## Work task:
In the data below, which lines contain "existing"? List them by copying each one.

## Available data:
:::

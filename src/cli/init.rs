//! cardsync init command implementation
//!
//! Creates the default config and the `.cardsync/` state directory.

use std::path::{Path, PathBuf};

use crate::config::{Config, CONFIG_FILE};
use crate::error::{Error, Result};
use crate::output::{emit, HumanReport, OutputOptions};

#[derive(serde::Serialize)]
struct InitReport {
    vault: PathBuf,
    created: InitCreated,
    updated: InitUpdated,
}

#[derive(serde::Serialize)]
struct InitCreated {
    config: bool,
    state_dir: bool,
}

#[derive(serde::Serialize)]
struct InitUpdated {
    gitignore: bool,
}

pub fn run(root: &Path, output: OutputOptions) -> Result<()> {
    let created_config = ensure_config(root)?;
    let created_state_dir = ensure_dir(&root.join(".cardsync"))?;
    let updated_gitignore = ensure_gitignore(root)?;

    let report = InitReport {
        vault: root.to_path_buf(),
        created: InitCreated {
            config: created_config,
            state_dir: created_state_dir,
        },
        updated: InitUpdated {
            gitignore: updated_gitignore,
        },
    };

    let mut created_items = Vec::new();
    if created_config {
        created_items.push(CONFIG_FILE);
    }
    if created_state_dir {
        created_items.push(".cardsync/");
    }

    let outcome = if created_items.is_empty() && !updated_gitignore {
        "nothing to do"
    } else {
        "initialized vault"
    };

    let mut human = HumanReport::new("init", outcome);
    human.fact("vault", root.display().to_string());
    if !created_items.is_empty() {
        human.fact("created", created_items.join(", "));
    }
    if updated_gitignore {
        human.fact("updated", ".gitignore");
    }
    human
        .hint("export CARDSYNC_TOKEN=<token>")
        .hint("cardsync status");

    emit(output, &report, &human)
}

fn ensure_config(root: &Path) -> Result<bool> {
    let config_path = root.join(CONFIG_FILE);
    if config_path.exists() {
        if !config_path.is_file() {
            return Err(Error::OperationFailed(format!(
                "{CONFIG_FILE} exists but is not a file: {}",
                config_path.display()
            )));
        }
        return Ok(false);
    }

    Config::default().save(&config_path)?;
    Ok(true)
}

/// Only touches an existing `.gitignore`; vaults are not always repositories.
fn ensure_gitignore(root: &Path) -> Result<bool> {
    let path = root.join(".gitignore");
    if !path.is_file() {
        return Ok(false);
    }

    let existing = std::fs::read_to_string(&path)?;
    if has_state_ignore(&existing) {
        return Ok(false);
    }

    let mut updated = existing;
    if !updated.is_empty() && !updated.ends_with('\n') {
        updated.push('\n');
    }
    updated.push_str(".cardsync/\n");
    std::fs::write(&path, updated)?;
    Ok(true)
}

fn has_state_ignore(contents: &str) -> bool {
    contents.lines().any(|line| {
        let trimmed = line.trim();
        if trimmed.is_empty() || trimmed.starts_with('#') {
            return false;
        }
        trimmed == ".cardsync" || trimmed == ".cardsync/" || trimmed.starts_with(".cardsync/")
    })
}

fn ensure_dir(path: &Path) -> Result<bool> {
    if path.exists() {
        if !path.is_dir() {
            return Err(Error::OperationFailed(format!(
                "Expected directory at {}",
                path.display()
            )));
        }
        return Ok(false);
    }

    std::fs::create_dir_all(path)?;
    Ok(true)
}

:::

## Solution for this problem:
/// Only touches an existing `.gitignore`; vaults are not always repositories.
    let existing = std::fs::read_to_string(&path)?;
    if has_state_ignore(&existing) {
    let mut updated = existing;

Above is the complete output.